CADERNOS DE DA NIRHAM EROS



  Da Nirham Eros é uma criação de Roland Grau, o artista plástico chileno que vivia no Rio de Janeiro, no final da década de 50, e nos anos seguintes. Vivia em minha casa na Tijuca e na dele, como um efebo que acompanha seu mestre. Era uma figura extraordinária e a ele devo grande parte de minha iniciação. Trazia-me livros, com ele ia a galerias de arte, passávamos horas e horas conversando, até o alvorecer, no seu apartamento no morro do Cantagalo, em Copacabana, uma região quase desabitada, com vistas para os edifícios da orla e para a Lagoa Rodrigo de Freitas e o Corcovado.

Roland fez dezenas de retratos de Da Nirham Eros. Eram idealizados, mas alguns guardavam traços do personagem. Desenhos a guache, a nanquim, pinturas a óleo. Uma dos retratos sobre tela esteve vários anos na parede de minha casa da Tijuca, depois foi levado para a casa de minha irmã, em Nova Iguaçu, quando eu imigrei para a Venezuela. O retrato acabou numa prateleira e foi destruído pela umidade, mofo e cupim. Senti que uma parte de mim desaparecia para sempre. Restou uma foto em preto e branco da pintura...

Das leituras que fazia, criava cadernos, em que copiava, comentava e escrevia meus próprios textos. Muitos deles traduzidos por Roland ao castelhano, em forma de incentivo. Nas traduções ele fazia reparos, orientava meu trabalho, e eu, quase sempre, retocava os originais...

Guardo muitos desses cadernos. Num deles aparece a lista dos livros que eu lia, muitos deles tomados por empréstimo à Biblioteca Pública do Rio Comprido, onde a bibliotecária vivia assustada comigo, chegando a confessar à minha mãe que eu lia obras “impróprias” para a minha idade (entre os 17 e 18 anos!!!) como Nietzsche (“O Anticristo”) e Bertrand Russell (“Porque não sou cristão”)...   Lia filosofia, muitas peças de teatro, poesia...

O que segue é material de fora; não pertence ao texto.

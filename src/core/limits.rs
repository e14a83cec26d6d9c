/*!
 * System Limits and Constants
 *
 * Centralized location for all capacity constants and hardware bounds.
 * All values include rationale comments explaining WHY they exist.
 */

// =============================================================================
// CAPACITY BITMASK GEOMETRY
// =============================================================================

/// Width of a capacity bitmask register, one bit per cache way (64 bits)
/// Also bounds the reservation-id space: at most one reservation per way
/// in the degenerate case, so the entry table never needs more slots.
pub const CBM_LEN: u32 = 64;

/// Distinct cache-sharing topologies supported concurrently (10 layouts)
/// Sockets with identical firmware-reserved way masks share a layout.
pub const MAX_LAYOUTS: u32 = 10;

/// Class-of-service id space (128 slots)
/// Upper bound on simultaneously-live groups; real hardware exposes fewer
/// COS registers, configured via `CacheDescriptor::max_cos_ids`.
pub const COS_ID_SPACE: u32 = 128;

/// COS id reserved for the global task pool
/// Never allocated to a group; unattached tasks run under this class.
pub const GLOBAL_POOL_COS: u32 = 0;

// =============================================================================
// TOPOLOGY BOUNDS
// =============================================================================

/// Maximum physical sockets tracked (64)
/// Bounds the per-socket state array and lets socket sets fit one u64.
pub const MAX_SOCKETS: u32 = 64;

/// Maximum logical CPUs representable in a `CpuSet` (256)
pub const MAX_CPUS: u32 = 256;

/// Words backing a `CpuSet` bitmap
pub const CPU_SET_WORDS: usize = (MAX_CPUS as usize) / 64;

// =============================================================================
// DEFAULT HARDWARE DESCRIPTION
// =============================================================================

/// Default last-level cache size (20 MB)
pub const DEFAULT_L3_KBYTES: u64 = 20 * 1024;

/// Default capacity bitmask length (20 ways)
/// Typical for server parts with a 20 MB L3: 1 MB per way.
pub const DEFAULT_CBM_LEN: u32 = 20;

#[cfg(test)]
mod tests {
    use super::*;

    #[test]
    fn test_geometry_bounds() {
        // Entry sets are stored in a u64, group sets in a u128
        assert!(CBM_LEN <= 64);
        assert!(COS_ID_SPACE <= 128);
        // Socket sets fit one word
        assert!(MAX_SOCKETS <= 64);
        assert_eq!(CPU_SET_WORDS * 64, MAX_CPUS as usize);
    }

    #[test]
    fn test_default_descriptor_divides_evenly() {
        assert_eq!(DEFAULT_L3_KBYTES % DEFAULT_CBM_LEN as u64, 0);
        assert!(DEFAULT_CBM_LEN <= CBM_LEN);
    }
}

Lia muito, mas não lia demais. E relia. Horas e horas no meu quartinho lá na ladeira que subia desde a Rua Barão de Itapagipe. Ou na varanda, com a paisagem do Pico da Tijuca. Os jovens iam jogar bola, eu ia para a livraria. Não era feliz, mas achava que sim, apesar do ar melancólico que eu disfarçava com o meu humor (que acabou vencendo-me, ao longo de minha vida). Era uma época de preconceitos e limitações. Um jovem pobre, mas que frequentava teatros, ia aos ensaios das peças de seu amigo Ziembinsky, comia em restaurantes convidado por artistas e escritores, graças ao genial polonês que mudou o teatro brasileiro.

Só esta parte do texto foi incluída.